Task description:
Beginning at the line containing "let inner = Arc::new(DatabaseInner" in the material below and ending at the line containing "its writes are", return each line exactly and add nothing.

(Beginning of Supplied records)

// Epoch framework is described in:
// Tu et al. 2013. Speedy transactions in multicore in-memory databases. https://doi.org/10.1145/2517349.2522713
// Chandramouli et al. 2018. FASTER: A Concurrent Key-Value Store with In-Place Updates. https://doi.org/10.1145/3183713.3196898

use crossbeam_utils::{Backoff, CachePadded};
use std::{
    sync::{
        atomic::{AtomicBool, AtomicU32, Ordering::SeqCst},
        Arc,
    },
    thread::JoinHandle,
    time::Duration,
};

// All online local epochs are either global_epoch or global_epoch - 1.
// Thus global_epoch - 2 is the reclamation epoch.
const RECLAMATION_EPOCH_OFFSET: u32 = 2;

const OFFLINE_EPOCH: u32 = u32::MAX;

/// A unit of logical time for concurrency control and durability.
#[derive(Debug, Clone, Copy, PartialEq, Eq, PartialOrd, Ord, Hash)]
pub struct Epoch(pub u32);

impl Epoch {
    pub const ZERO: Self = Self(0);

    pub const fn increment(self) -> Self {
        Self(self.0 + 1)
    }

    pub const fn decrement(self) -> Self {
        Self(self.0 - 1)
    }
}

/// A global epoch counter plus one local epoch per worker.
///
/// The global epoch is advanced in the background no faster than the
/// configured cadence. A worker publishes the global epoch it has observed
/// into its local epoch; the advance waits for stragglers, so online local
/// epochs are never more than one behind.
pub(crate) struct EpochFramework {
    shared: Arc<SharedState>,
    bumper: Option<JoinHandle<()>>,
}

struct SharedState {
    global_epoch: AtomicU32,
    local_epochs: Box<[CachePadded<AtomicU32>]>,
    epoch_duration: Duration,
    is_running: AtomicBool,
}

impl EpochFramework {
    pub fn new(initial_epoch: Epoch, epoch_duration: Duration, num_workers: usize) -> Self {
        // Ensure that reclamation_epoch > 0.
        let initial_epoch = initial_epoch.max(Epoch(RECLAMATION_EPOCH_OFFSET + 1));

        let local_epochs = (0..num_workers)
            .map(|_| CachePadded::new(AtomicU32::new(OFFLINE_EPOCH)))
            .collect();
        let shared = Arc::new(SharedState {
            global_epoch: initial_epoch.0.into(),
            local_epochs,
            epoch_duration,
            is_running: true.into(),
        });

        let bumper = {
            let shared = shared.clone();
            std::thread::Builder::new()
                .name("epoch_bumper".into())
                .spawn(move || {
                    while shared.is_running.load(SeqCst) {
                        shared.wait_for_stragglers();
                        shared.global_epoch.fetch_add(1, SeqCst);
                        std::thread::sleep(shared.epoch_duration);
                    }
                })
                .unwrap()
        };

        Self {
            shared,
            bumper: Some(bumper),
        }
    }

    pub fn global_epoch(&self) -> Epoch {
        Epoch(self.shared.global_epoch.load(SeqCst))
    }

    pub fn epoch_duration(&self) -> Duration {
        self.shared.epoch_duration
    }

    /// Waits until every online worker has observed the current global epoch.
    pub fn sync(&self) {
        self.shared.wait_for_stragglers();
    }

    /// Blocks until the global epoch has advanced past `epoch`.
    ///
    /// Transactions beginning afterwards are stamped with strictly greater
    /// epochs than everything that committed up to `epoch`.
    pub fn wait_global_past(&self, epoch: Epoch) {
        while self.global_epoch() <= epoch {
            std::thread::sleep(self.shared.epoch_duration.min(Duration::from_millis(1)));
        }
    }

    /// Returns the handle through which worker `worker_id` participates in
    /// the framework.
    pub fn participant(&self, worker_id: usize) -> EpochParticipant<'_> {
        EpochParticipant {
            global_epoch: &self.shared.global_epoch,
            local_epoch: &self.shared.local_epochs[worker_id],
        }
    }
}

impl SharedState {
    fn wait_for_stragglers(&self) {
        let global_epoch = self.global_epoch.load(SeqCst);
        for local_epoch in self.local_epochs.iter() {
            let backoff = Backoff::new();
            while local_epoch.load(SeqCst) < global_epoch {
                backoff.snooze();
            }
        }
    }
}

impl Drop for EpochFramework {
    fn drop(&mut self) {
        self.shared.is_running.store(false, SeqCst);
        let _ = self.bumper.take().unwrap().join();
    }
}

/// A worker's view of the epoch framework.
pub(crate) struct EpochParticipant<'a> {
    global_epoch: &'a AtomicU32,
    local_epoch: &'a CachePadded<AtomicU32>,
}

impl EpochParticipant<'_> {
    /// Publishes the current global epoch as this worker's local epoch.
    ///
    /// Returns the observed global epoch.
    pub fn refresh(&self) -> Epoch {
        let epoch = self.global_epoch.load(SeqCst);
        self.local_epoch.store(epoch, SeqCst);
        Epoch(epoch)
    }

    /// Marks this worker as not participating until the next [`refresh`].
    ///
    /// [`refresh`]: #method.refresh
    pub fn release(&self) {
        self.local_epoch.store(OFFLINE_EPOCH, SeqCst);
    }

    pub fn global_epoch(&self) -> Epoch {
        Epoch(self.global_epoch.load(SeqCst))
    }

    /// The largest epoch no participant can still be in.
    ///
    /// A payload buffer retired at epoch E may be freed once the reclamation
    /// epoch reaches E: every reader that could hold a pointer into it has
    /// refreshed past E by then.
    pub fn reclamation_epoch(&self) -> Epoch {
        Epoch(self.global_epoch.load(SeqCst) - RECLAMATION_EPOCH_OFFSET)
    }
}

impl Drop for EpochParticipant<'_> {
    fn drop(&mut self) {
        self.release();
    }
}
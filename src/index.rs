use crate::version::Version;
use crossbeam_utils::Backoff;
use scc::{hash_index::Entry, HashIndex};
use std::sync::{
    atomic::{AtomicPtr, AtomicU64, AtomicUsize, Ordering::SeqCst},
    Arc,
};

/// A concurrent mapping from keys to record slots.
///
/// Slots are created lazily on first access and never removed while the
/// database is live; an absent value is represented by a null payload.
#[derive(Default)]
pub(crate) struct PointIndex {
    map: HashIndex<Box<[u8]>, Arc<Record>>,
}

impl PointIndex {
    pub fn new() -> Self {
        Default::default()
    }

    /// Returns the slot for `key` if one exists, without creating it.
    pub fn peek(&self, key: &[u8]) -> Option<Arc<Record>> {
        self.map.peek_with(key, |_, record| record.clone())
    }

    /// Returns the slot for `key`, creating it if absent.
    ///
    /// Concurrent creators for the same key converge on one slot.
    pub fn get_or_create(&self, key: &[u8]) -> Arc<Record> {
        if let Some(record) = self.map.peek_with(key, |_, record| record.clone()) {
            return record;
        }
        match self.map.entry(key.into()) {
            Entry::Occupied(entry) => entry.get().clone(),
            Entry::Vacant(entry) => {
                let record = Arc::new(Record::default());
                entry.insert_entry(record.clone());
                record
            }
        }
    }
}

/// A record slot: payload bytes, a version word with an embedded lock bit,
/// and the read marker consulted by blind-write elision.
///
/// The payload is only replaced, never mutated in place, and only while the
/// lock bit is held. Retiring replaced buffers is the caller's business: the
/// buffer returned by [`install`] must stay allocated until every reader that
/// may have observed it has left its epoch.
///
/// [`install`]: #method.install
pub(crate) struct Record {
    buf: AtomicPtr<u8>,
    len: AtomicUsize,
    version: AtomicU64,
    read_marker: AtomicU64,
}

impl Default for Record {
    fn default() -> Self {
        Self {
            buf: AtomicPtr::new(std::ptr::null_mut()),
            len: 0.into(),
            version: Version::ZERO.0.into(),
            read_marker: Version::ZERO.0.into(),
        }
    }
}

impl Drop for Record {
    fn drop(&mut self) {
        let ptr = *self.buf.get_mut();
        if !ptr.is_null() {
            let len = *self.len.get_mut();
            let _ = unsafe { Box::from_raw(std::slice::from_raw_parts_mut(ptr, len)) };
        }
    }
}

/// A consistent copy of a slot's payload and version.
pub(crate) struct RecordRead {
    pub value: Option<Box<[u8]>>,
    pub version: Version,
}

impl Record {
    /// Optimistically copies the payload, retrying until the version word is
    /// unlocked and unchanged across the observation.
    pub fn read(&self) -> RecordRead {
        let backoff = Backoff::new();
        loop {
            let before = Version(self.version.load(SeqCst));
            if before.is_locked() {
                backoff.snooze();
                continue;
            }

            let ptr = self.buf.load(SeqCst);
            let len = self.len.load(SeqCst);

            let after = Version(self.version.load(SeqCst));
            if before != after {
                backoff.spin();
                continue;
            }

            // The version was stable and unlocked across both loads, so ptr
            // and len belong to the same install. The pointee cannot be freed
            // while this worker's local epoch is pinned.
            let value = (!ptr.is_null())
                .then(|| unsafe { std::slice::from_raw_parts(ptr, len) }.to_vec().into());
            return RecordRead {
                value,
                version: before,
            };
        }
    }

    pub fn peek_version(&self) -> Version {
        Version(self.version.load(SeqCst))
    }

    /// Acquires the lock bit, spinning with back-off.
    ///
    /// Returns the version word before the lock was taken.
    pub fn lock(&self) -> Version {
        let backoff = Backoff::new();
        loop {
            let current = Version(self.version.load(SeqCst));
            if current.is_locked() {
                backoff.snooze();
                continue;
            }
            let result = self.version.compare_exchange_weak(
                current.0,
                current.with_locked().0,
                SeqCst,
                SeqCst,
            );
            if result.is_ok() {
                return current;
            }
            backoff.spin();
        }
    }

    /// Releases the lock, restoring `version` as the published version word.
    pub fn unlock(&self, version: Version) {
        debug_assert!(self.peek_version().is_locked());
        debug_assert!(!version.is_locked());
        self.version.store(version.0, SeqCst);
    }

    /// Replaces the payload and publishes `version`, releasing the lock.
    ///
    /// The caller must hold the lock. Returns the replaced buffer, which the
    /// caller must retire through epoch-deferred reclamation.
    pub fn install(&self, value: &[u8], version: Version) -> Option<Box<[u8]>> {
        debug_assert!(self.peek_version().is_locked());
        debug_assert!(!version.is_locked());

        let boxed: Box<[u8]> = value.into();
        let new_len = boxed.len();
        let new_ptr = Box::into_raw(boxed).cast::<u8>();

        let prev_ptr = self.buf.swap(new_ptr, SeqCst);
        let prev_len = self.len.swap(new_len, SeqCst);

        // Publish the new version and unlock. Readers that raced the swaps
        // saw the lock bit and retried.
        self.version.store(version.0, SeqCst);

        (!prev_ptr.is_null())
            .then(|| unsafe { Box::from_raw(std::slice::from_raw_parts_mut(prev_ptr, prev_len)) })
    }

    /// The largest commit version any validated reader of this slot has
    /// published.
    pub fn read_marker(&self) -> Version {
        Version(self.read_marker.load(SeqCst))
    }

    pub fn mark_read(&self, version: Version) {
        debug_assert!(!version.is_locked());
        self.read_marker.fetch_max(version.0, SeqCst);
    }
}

(End of Supplied records)
(Beginning of Supplied records)

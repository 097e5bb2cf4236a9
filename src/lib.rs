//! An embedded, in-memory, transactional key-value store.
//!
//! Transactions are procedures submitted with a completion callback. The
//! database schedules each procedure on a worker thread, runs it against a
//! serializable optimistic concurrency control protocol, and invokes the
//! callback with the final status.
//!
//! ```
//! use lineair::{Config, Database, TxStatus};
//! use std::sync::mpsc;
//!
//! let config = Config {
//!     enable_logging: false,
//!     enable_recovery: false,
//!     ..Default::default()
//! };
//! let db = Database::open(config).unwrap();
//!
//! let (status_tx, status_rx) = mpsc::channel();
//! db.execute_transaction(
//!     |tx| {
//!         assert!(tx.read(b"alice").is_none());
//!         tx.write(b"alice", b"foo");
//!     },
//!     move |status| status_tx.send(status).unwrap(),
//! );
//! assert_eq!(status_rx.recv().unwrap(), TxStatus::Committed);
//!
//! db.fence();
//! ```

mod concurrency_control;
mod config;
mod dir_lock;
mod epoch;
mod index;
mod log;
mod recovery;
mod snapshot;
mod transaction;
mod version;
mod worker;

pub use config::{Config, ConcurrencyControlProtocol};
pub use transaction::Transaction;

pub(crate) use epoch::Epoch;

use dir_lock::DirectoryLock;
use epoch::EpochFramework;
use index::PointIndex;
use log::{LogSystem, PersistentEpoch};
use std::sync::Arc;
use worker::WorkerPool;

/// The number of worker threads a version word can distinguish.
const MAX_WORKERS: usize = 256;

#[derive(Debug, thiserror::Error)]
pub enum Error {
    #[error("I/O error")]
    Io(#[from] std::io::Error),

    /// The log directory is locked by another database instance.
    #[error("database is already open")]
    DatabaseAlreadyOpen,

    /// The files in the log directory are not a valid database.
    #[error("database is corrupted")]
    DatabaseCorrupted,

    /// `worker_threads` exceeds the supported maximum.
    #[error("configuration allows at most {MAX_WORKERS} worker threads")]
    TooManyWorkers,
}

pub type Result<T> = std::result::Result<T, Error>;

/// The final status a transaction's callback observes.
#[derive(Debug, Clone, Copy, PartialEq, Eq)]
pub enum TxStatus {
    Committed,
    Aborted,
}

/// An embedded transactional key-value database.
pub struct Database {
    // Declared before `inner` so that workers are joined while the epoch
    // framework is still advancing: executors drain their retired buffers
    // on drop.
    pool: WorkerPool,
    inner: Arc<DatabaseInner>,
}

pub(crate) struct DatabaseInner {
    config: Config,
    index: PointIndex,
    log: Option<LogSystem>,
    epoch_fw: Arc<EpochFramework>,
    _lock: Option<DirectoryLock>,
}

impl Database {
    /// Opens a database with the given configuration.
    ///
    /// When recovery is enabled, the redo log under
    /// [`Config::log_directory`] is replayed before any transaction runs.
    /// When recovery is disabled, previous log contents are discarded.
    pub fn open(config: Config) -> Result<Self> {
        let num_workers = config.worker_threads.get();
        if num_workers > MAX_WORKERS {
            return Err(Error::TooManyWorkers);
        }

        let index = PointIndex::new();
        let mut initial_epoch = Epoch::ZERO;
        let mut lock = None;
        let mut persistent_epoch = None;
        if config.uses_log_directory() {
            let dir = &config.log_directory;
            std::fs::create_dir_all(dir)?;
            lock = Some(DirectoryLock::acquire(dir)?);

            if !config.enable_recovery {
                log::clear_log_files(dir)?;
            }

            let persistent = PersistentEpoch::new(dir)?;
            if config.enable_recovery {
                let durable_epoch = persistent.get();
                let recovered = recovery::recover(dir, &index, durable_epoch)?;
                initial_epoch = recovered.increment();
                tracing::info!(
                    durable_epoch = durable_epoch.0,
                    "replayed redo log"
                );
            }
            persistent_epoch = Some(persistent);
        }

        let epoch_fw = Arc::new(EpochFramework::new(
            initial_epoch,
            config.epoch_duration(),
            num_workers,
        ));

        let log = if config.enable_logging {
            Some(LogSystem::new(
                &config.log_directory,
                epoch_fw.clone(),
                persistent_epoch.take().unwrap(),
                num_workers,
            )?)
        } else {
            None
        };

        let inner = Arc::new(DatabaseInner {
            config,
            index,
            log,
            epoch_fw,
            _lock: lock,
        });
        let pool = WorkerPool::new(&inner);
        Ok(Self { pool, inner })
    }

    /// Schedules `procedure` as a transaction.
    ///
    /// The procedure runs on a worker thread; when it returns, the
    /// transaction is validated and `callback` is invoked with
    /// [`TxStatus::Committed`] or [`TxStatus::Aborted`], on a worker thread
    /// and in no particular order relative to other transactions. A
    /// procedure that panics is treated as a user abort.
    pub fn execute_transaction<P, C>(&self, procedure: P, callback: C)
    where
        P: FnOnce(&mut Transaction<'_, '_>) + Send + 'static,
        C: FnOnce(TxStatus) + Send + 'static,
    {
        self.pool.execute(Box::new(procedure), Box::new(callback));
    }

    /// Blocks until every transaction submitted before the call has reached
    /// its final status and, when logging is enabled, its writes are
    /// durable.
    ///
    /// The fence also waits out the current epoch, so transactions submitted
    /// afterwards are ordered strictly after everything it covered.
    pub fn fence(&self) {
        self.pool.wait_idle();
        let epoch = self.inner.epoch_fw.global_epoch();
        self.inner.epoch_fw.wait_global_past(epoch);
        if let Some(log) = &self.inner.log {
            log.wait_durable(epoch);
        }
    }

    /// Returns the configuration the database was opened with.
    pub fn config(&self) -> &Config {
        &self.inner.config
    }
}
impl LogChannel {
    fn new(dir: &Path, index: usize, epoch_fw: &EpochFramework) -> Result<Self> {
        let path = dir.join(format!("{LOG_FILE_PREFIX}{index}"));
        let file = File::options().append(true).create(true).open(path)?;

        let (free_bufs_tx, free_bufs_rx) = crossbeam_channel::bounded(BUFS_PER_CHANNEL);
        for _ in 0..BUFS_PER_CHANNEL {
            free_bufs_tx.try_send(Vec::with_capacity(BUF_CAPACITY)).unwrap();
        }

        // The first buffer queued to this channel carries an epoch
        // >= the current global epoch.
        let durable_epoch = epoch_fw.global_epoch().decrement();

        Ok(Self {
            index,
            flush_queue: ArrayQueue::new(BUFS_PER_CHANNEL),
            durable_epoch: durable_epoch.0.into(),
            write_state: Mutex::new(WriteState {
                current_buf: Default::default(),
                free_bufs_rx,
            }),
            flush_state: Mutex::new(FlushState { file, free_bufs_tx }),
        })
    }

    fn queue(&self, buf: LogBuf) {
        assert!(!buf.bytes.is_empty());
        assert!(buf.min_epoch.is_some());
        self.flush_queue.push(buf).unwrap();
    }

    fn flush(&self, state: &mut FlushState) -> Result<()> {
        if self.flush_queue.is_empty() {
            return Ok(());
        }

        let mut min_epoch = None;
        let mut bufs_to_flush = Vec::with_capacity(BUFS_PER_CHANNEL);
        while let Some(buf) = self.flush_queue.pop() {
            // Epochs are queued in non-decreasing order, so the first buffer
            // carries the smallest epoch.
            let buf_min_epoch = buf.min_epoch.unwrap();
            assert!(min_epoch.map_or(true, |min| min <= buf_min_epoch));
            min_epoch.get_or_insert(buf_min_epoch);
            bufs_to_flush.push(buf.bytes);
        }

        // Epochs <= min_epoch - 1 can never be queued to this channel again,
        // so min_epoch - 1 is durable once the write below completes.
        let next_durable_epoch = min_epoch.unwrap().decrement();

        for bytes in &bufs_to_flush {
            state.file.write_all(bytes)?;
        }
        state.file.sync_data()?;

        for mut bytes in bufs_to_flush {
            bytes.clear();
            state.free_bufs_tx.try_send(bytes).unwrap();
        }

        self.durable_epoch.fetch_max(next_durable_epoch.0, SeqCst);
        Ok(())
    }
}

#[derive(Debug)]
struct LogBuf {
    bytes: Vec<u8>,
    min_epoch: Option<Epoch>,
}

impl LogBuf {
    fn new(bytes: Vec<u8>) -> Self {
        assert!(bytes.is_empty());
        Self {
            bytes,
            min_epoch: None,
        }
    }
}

(End of Supplied records)
(Beginning of Supplied records)

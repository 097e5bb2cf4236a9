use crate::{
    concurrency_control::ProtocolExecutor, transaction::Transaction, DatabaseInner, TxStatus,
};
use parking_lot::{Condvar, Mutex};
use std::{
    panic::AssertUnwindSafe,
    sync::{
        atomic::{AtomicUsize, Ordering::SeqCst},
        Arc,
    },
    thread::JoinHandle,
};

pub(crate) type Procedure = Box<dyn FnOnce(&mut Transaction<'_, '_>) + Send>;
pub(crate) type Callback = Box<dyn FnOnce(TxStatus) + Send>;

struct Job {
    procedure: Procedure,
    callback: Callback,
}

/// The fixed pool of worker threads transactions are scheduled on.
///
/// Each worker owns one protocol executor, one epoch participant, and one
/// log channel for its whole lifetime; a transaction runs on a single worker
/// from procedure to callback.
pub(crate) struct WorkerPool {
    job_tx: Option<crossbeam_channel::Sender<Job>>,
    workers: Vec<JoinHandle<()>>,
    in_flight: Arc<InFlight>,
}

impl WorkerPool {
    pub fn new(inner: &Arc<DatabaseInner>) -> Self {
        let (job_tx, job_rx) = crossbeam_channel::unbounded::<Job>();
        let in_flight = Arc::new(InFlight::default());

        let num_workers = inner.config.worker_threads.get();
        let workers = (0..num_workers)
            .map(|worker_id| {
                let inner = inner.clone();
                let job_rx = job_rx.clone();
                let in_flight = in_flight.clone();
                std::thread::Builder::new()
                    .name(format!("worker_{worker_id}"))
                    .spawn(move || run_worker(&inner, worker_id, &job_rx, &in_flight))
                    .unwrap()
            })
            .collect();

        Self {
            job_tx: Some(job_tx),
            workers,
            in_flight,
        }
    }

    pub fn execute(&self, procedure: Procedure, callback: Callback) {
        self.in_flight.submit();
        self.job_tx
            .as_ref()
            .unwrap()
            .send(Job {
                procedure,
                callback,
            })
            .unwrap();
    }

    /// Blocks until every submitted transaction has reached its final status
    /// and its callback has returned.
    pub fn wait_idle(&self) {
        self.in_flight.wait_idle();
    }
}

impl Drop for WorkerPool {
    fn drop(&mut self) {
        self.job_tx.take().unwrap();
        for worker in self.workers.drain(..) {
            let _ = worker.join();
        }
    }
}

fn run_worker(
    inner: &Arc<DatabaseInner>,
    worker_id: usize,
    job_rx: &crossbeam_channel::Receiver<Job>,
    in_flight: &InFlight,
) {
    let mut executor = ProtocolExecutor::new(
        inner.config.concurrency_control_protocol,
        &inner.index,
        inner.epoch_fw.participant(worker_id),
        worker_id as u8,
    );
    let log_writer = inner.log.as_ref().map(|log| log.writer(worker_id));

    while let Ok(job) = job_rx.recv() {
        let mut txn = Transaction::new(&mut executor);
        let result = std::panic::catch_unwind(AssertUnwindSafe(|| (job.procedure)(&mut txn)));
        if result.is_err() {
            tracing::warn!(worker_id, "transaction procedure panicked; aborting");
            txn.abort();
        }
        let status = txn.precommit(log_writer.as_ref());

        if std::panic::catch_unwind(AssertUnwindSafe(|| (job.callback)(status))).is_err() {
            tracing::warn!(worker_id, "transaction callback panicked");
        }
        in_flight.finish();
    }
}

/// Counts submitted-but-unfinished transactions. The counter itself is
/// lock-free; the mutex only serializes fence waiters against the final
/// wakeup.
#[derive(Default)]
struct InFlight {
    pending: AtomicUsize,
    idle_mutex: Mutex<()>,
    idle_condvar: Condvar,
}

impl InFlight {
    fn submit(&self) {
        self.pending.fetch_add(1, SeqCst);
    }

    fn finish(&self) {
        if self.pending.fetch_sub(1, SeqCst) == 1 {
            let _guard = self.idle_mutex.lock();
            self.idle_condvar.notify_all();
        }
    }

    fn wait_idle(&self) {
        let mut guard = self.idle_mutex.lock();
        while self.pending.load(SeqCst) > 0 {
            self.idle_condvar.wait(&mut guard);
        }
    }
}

(End of Supplied records)

Response box:
        let inner = Arc::new(DatabaseInner {
            config,
            index,
            log,
            epoch_fw,
            _lock: lock,
        });
        let pool = WorkerPool::new(&inner);
        Ok(Self { pool, inner })
    }

    /// Schedules `procedure` as a transaction.
    ///
    /// The procedure runs on a worker thread; when it returns, the
    /// transaction is validated and `callback` is invoked with
    /// [`TxStatus::Committed`] or [`TxStatus::Aborted`], on a worker thread
    /// and in no particular order relative to other transactions. A
    /// procedure that panics is treated as a user abort.
    pub fn execute_transaction<P, C>(&self, procedure: P, callback: C)
    where
        P: FnOnce(&mut Transaction<'_, '_>) + Send + 'static,
        C: FnOnce(TxStatus) + Send + 'static,
    {
        self.pool.execute(Box::new(procedure), Box::new(callback));
    }

    /// Blocks until every transaction submitted before the call has reached
    /// its final status and, when logging is enabled, its writes are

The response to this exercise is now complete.